» What you are asked to do: Using the data below, output the first line and every line after it up to and including the line containing "files larger than", exactly as written and with nothing added.

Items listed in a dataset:
━━━━━━━━━━

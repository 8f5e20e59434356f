use crate::shared::error::ReportError;
use crate::shared::Result;
use std::fs;
use std::io::ErrorKind;
use std::path::Path;

/// Maximum input file size (100 MB)
pub const MAX_FILE_SIZE: u64 = 100 * 1024 * 1024;

/// Validates that `path` names an existing regular file that may be read.
///
/// Uses `symlink_metadata()` so the link itself is inspected, not its target.
/// Returns the file size on success.
///
/// # Errors
/// - [`ReportError::InputNotFound`] if nothing exists at `path`
/// - [`ReportError::Security`] for symbolic links, non-regular files and
///   files larger than [`MAX_FILE_SIZE`]
pub fn validate_input_file(path: &Path) -> Result<u64> {
    let metadata = match fs::symlink_metadata(path) {
        Ok(metadata) => metadata,
        Err(e) if e.kind() == ErrorKind::NotFound => {
            return Err(ReportError::InputNotFound {
                path: path.to_path_buf(),
            }
            .into());
        }
        Err(e) => {
            return Err(ReportError::FileRead {
                path: path.to_path_buf(),
                details: e.to_string(),
            }
            .into());
        }
    };

    if metadata.is_symlink() {
        return Err(security_violation(
            path,
            "symbolic links are not allowed as input",
        ));
    }

    if !metadata.is_file() {
        return Err(security_violation(path, "not a regular file"));
    }

    validate_file_size(metadata.len(), path, MAX_FILE_SIZE)?;
    Ok(metadata.len())
}

/// Validates that an existing output target is not a symbolic link.
///
/// A missing target is fine; it will be created.
pub fn validate_output_target(path: &Path) -> Result<()> {
    match fs::symlink_metadata(path) {
        Ok(metadata) if metadata.is_symlink() => Err(security_violation(
            path,
            "refusing to write through a symbolic link",
        )),
        Ok(metadata) if metadata.is_dir() => Err(security_violation(path, "is a directory")),
        _ => Ok(()),
    }
}

/// Validates file size is within acceptable limits
pub fn validate_file_size(file_size: u64, path: &Path, max_size: u64) -> Result<()> {
    if file_size > max_size {
        return Err(security_violation(
            path,
            &format!(
                "file is too large ({} bytes). Maximum allowed size is {} bytes",
                file_size, max_size
            ),
        ));
    }
    Ok(())
}

fn security_violation(path: &Path, reason: &str) -> anyhow::Error {
    ReportError::Security {
        path: path.to_path_buf(),
        reason: reason.to_string(),
    }
    .into()
}
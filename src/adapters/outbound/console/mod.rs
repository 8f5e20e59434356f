/// Console adapters for user-facing output
mod progress_reporter;

pub use progress_reporter::StderrProgressReporter;
use crate::shared::Result;

/// OutputPresenter port for delivering the finished report
///
/// Called at most once per run, and only after every pipeline step succeeded,
/// so a failed run never leaves a partial report behind.
pub trait OutputPresenter {
    /// Writes the rendered report to its destination
    ///
    /// # Errors
    /// Returns an error if the destination cannot be written
    fn present(&self, content: &str) -> Result<()>;
}
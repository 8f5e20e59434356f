use dep_report::prelude::*;
use std::sync::{Arc, Mutex};

/// One captured call on the progress port
#[derive(Debug, Clone, PartialEq, Eq)]
pub enum ProgressEvent {
    Message(String),
    Lookup {
        current: usize,
        total: usize,
        reference: String,
    },
    Warning(String),
    Completion(String),
}

/// Mock ProgressReporter recording every event in call order
///
/// Clones share the same event log, so a test can keep one handle while the
/// use case owns the other.
#[derive(Default, Clone)]
pub struct MockProgressReporter {
    events: Arc<Mutex<Vec<ProgressEvent>>>,
}

impl MockProgressReporter {
    pub fn new() -> Self {
        Self::default()
    }

    pub fn events(&self) -> Vec<ProgressEvent> {
        self.events.lock().unwrap().clone()
    }

    /// Plain, warning and completion messages, without lookup ticks
    pub fn messages(&self) -> Vec<String> {
        self.events()
            .into_iter()
            .filter_map(|event| match event {
                ProgressEvent::Message(m)
                | ProgressEvent::Warning(m)
                | ProgressEvent::Completion(m) => Some(m),
                ProgressEvent::Lookup { .. } => None,
            })
            .collect()
    }

    /// `(current, total, name@version)` for every completed lookup
    pub fn lookups(&self) -> Vec<(usize, usize, String)> {
        self.events()
            .into_iter()
            .filter_map(|event| match event {
                ProgressEvent::Lookup {
                    current,
                    total,
                    reference,
                } => Some((current, total, reference)),
                _ => None,
            })
            .collect()
    }

    fn push(&self, event: ProgressEvent) {
        self.events.lock().unwrap().push(event);
    }
}

impl ProgressReporter for MockProgressReporter {
    fn report(&self, message: &str) {
        self.push(ProgressEvent::Message(message.to_string()));
    }

    fn report_progress(&self, current: usize, total: usize, message: Option<&str>) {
        self.push(ProgressEvent::Lookup {
            current,
            total,
            reference: message.unwrap_or_default().to_string(),
        });
    }

    fn report_error(&self, message: &str) {
        self.push(ProgressEvent::Warning(message.to_string()));
    }

    fn report_completion(&self, message: &str) {
        self.push(ProgressEvent::Completion(message.to_string()));
    }
}
/// Shared helpers for integration tests
#[allow(dead_code)]
pub mod mocks;
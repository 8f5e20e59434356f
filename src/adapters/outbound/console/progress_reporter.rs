use crate::ports::outbound::ProgressReporter;
use indicatif::{ProgressBar, ProgressStyle};
use std::cell::RefCell;

const PROGRESS_TEMPLATE: &str =
    "   {spinner:.green} [{bar:40.cyan/blue}] {pos}/{len} ({percent}%) - {msg}";

/// StderrProgressReporter adapter writing progress to stderr
///
/// Keeps stdout free for `--output -`. Lookup progress is drawn with an
/// indicatif bar that lives until the next completion message.
pub struct StderrProgressReporter {
    progress_bar: RefCell<Option<ProgressBar>>,
}

impl StderrProgressReporter {
    pub fn new() -> Self {
        Self {
            progress_bar: RefCell::new(None),
        }
    }

    fn progress_bar(&self, total: usize) -> ProgressBar {
        let mut slot = self.progress_bar.borrow_mut();
        if let Some(pb) = slot.as_ref() {
            pb.set_length(total as u64);
            return pb.clone();
        }

        let style = ProgressStyle::default_bar()
            .template(PROGRESS_TEMPLATE)
            .unwrap_or_else(|_| ProgressStyle::default_bar())
            .progress_chars("=>-");
        let pb = ProgressBar::new(total as u64).with_style(style);
        *slot = Some(pb.clone());
        pb
    }

    fn finish_progress(&self) {
        if let Some(pb) = self.progress_bar.borrow_mut().take() {
            pb.finish_and_clear();
        }
    }
}

impl Default for StderrProgressReporter {
    fn default() -> Self {
        Self::new()
    }
}

impl ProgressReporter for StderrProgressReporter {
    fn report(&self, message: &str) {
        eprintln!("{}", message);
    }

    fn report_progress(&self, current: usize, total: usize, message: Option<&str>) {
        let pb = self.progress_bar(total);
        pb.set_position(current as u64);
        if let Some(msg) = message {
            pb.set_message(msg.to_string());
        }
    }

    fn report_error(&self, message: &str) {
        match self.progress_bar.borrow().as_ref() {
            Some(pb) => pb.suspend(|| eprintln!("{}", message)),
            None => eprintln!("{}", message),
        }
    }

    fn report_completion(&self, message: &str) {
        self.finish_progress();
        eprintln!("{}", message);
    }
}
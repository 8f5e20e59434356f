use super::DependencyIdentity;
use std::collections::BTreeMap;

/// One dependency use by a project, with the ecosystem of the source record.
#[derive(Debug, Clone, PartialEq, Eq)]
pub struct UsageEntry {
    pub ecosystem: String,
    pub identity: DependencyIdentity,
}

/// Project name to the dependencies it uses, in input order.
///
/// Duplicates are kept: a project listing the same identity twice yields two
/// entries and, later, two report rows.
#[derive(Debug, Clone, Default, PartialEq)]
pub struct UsageTable {
    projects: BTreeMap<String, Vec<UsageEntry>>,
}

impl UsageTable {
    pub fn new() -> Self {
        Self::default()
    }

    pub fn record(&mut self, project: &str, ecosystem: &str, identity: DependencyIdentity) {
        self.projects
            .entry(project.to_string())
            .or_default()
            .push(UsageEntry {
                ecosystem: ecosystem.to_string(),
                identity,
            });
    }

    pub fn projects(&self) -> impl Iterator<Item = (&str, &[UsageEntry])> {
        self.projects
            .iter()
            .map(|(project, entries)| (project.as_str(), entries.as_slice()))
    }

    pub fn entries(&self, project: &str) -> &[UsageEntry] {
        self.projects
            .get(project)
            .map(Vec::as_slice)
            .unwrap_or_default()
    }

    /// Total number of usage rows.
    pub fn len(&self) -> usize {
        self.projects.values().map(Vec::len).sum()
    }

    pub fn is_empty(&self) -> bool {
        self.len() == 0
    }
}
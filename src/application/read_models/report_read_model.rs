//! Report read model aggregating everything a formatter renders

use super::row_view::{LicenseView, UsageRowView};
use serde::Serialize;

/// Main read model for a dependency report
#[derive(Debug, Clone, PartialEq, Serialize)]
pub struct ReportReadModel {
    pub metadata: ReportMetadataView,
    /// Summary rows sorted by (project, name, version)
    pub rows: Vec<UsageRowView>,
    /// Detail sections sorted by ecosystem
    pub details: Vec<EcosystemDetailView>,
}

#[derive(Debug, Clone, PartialEq, Eq, Serialize)]
pub struct ReportMetadataView {
    pub title: String,
    /// `YYYY-MM-DD HH:MM:SS`
    pub generated_at: String,
    pub tool_name: String,
    pub tool_version: String,
}

/// All unique dependencies of one ecosystem, sorted by identity
#[derive(Debug, Clone, PartialEq, Serialize)]
pub struct EcosystemDetailView {
    pub ecosystem: String,
    pub entries: Vec<DetailEntryView>,
}

#[derive(Debug, Clone, PartialEq, Serialize)]
pub struct DetailEntryView {
    /// `name@version`, also the anchor id
    pub reference: String,
    pub name: String,
    pub version: String,
    pub description: String,
    pub owners: String,
    pub project_url: String,
    pub repository_url: String,
    pub license: LicenseView,
    pub dependencies: Vec<String>,
    pub development_only: bool,
    pub raw_payload: String,
}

━━━━━━━━━━

» Solved problem:
repository 8f5e20e59434356f
use crate::shared::error::ReportError;
use crate::shared::Result;
use std::fs;
use std::io::ErrorKind;
use std::path::Path;

/// Maximum input file size (100 MB)
pub const MAX_FILE_SIZE: u64 = 100 * 1024 * 1024;

/// Validates that `path` names an existing regular file that may be read.
///
/// Uses `symlink_metadata()` so the link itself is inspected, not its target.
/// Returns the file size on success.
///
/// # Errors
/// - [`ReportError::InputNotFound`] if nothing exists at `path`
/// - [`ReportError::Security`] for symbolic links, non-regular files and
///   files larger than [`MAX_FILE_SIZE`]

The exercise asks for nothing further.